Darin, My concern is the 100K doesn't do enough to substantially reduce the number of req/s for our mirrors. At 300K we'd hold the line for 45s on dial-up. It's not like it is totally unusable - just slow. Combine that with at 74% US broadband penetration (90% at work, and US is 20th in the world in BB penetration) - and the fact that 300k chunks will, on average, reduce the number of requests by 4x - we think we should use that number. Given we are holding the line for 45s the 10 minute timeout also seems reasonable. Make sense? We should open a second bug to implement a better form of bandwidth throttling for future releases.

Justin Dolske [:Dolske]

Comment 16

•

18 years ago

Were there signs of this problem when the last update was released (which I wasn't around for), or on other mirrors? That was just two months ago, so one would think the traffic profile for this update would be very similar. Maybe we just reached a tipping point, but I'd want to rule out any kind of regression. That's not to say we shouldn't try to improve the download behavior, though. I wonder if we could try to guesstimate the capability of the user's network connection by gathering some metrics at update time... For example: the time to establish the TCP connection, any delay before server responds to request, the download speed of the first chunk, etc. [The server's capabilities would affect these numbers, but that's not a bad thing since we want to be nice to both ends.] The updater could then decide if it should just go ahead and snarf the rest of the update immediately, or if it should backoff by trying again later.

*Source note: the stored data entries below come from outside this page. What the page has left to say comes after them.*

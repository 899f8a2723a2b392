use crate::resource::Resource;
use crate::serde_helpers::{id_ref, id_string, one_or_many};
use chrono::{DateTime, Utc};
use serde::{Deserialize, Serialize};
use serde_json::{Map, Value};

/// A crop, livestock, fishery or machine record.
///
/// The four content domains share one shape. Fields the client does not
/// interpret are kept in `extra` so an update round-trips them untouched.
#[derive(Debug, Clone, PartialEq, Serialize, Deserialize)]
#[serde(rename_all = "camelCase")]
pub struct DomainEntity {
    #[serde(alias = "_id", deserialize_with = "id_string")]
    pub id: String,
    #[serde(default)]
    pub name: String,
    #[serde(default, skip_serializing_if = "Option::is_none")]
    pub description: Option<String>,
    #[serde(
        default,
        alias = "image",
        alias = "imageUrls",
        deserialize_with = "one_or_many",
        skip_serializing_if = "Vec::is_empty"
    )]
    pub images: Vec<String>,
    /// Reference to the owning [`DomainType`].
    #[serde(
        default,
        alias = "cropType",
        alias = "livestockType",
        alias = "fisheryType",
        alias = "machineType",
        alias = "cropTypeId",
        alias = "machineTypeId",
        deserialize_with = "id_ref",
        skip_serializing_if = "Option::is_none"
    )]
    pub type_id: Option<String>,
    #[serde(default, skip_serializing_if = "Option::is_none")]
    pub created_at: Option<DateTime<Utc>>,
    #[serde(default, skip_serializing_if = "Option::is_none")]
    pub updated_at: Option<DateTime<Utc>>,
    #[serde(flatten)]
    pub extra: Map<String, Value>,
}

impl DomainEntity {
    /// Creates an entity with only identity and name set.
    pub fn new(id: impl Into<String>, name: impl Into<String>) -> Self {
        Self {
            id: id.into(),
            name: name.into(),
            description: None,
            images: Vec::new(),
            type_id: None,
            created_at: None,
            updated_at: None,
            extra: Map::new(),
        }
    }

    /// Sets the type reference.
    #[must_use]
    pub fn with_type(mut self, type_id: impl Into<String>) -> Self {
        self.type_id = Some(type_id.into());
        self
    }

    /// Reads an uninterpreted field.
    pub fn get_extra(&self, key: &str) -> Option<&Value> {
        self.extra.get(key)
    }
}

impl Resource for DomainEntity {
    fn id(&self) -> &str {
        &self.id
    }

    fn display_name(&self) -> &str {
        &self.name
    }

    fn foreign_key(&self) -> Option<&str> {
        self.type_id.as_deref()
    }
}

/// A grouping entity (e.g. crop type, machine type).
#[derive(Debug, Clone, PartialEq, Serialize, Deserialize)]
#[serde(rename_all = "camelCase")]
pub struct DomainType {
    #[serde(alias = "_id", deserialize_with = "id_string")]
    pub id: String,
    pub name: String,
    #[serde(default, skip_serializing_if = "Option::is_none")]
    pub description: Option<String>,
    /// Denormalized number of entities referencing this type.
    #[serde(default, alias = "count", alias = "itemCount")]
    pub entity_count: u64,
}

impl DomainType {
    pub fn new(id: impl Into<String>, name: impl Into<String>) -> Self {
        Self {
            id: id.into(),
            name: name.into(),
            description: None,
            entity_count: 0,
        }
    }
}

impl Resource for DomainType {
    fn id(&self) -> &str {
        &self.id
    }

    fn display_name(&self) -> &str {
        &self.name
    }
}
//! Application-lifetime context.
//!
//! Holds the objects that would otherwise be process globals (HTTP client,
//! token storage, notification sink) and hands them to the providers it
//! creates. Providers share the client but each owns its own cache.

use crate::config::AppConfig;
use crate::domains::{
    AdminProvider, CropProvider, FisheryProvider, LivestockProvider, MachineProvider,
    MediaProvider,
};
use crate::notify::Notifier;
use crate::provider::ResourceProvider;
use agrihub_api::{ApiClient, ApiResult, AuthClient, TokenStore};
use agrihub_model::{Domain, Resource};
use std::sync::Arc;
use tracing::info;

pub struct AppContext {
    config: AppConfig,
    api: Arc<ApiClient>,
    notifier: Arc<dyn Notifier>,
}

impl AppContext {
    /// Builds the shared HTTP client. Fails on an invalid API configuration.
    pub fn init(
        config: AppConfig,
        tokens: Arc<dyn TokenStore>,
        notifier: Arc<dyn Notifier>,
    ) -> ApiResult<Self> {
        let api = Arc::new(ApiClient::new(config.api.clone(), tokens)?);
        info!("AgriHub client initialised against {}", config.api.base_url);
        Ok(Self {
            config,
            api,
            notifier,
        })
    }

    pub fn config(&self) -> &AppConfig {
        &self.config
    }

    pub fn api(&self) -> &Arc<ApiClient> {
        &self.api
    }

    pub fn notifier(&self) -> &Arc<dyn Notifier> {
        &self.notifier
    }

    pub fn auth(&self) -> AuthClient {
        AuthClient::new(self.api.clone())
    }

    /// A fresh provider with an empty cache for `domain`.
    pub fn provider<E: Resource>(&self, domain: Domain) -> ResourceProvider<E> {
        ResourceProvider::new(
            self.config.domain(domain),
            self.api.clone(),
            self.notifier.clone(),
        )
    }

    pub fn crop_provider(&self) -> CropProvider {
        self.provider(Domain::Crop)
    }

    pub fn livestock_provider(&self) -> LivestockProvider {
        self.provider(Domain::Livestock)
    }

    pub fn fishery_provider(&self) -> FisheryProvider {
        self.provider(Domain::Fishery)
    }

    pub fn machine_provider(&self) -> MachineProvider {
        self.provider(Domain::Machine)
    }

    pub fn admin_provider(&self) -> AdminProvider {
        self.provider(Domain::Admin)
    }

    pub fn media_provider(&self) -> MediaProvider {
        self.provider(Domain::Media)
    }

    /// Ends the session: the stored token is cleared. Providers created from
    /// this context keep working but send unauthenticated requests.
    pub fn teardown(self) -> ApiResult<()> {
        self.api.tokens().clear()?;
        info!("AgriHub client shut down");
        Ok(())
    }
}
#![allow(dead_code)]

use agrihub_api::{ApiClient, ApiConfig, MemoryTokenStore};
use agrihub_model::{Domain, Resource};
use agrihub_provider::{DomainConfig, RecordingNotifier, ResourceProvider};
use serde_json::{Value, json};
use std::sync::Arc;
use wiremock::MockServer;

pub fn api_for(server: &MockServer) -> Arc<ApiClient> {
    let config = ApiConfig {
        base_url: server.uri(),
        timeout_secs: 5,
        ..Default::default()
    };
    Arc::new(ApiClient::new(config, Arc::new(MemoryTokenStore::with_token("test-token"))).unwrap())
}

pub fn provider_with<E: Resource>(
    server: &MockServer,
    config: DomainConfig,
) -> (ResourceProvider<E>, Arc<RecordingNotifier>) {
    let notifier = Arc::new(RecordingNotifier::new());
    let provider = ResourceProvider::new(config, api_for(server), notifier.clone());
    (provider, notifier)
}

pub fn provider<E: Resource>(
    server: &MockServer,
    domain: Domain,
) -> (ResourceProvider<E>, Arc<RecordingNotifier>) {
    provider_with(server, DomainConfig::for_domain(domain))
}

pub fn crop(id: &str, name: &str) -> Value {
    json!({ "id": id, "name": name })
}

pub fn crop_with_type(id: &str, name: &str, type_id: &str) -> Value {
    json!({ "id": id, "name": name, "cropTypeId": type_id })
}

pub fn ids<E: Resource>(provider: &ResourceProvider<E>) -> Vec<String> {
    provider
        .entities()
        .iter()
        .map(|e| e.id().to_string())
        .collect()
}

Status: ASSIGNED → RESOLVED

Closed: 18 years ago

Resolution: --- → FIXED

Justin Dolske [:Dolske]

Comment 17

•

18 years ago

(oops, dunno how the "mark FIXED" field got checked. sorry!)

Status: RESOLVED → REOPENED

Resolution: FIXED → ---

Justin Dolske [:Dolske]

Updated

•

18 years ago

Status: REOPENED → NEW

Darin Fisher

Assignee

Comment 18

•

18 years ago

Attached patch v1.1 patch - 300k chunks — Details — Splinter Review

OK, per discussion at the bonecho triage meeting this morning, we're going to go with a 300k chunk size and an interval of 10 minutes between chunks. (Sucks to be a modem user.) I'm also going to pursue teaching the downloader to throttle downloads itself.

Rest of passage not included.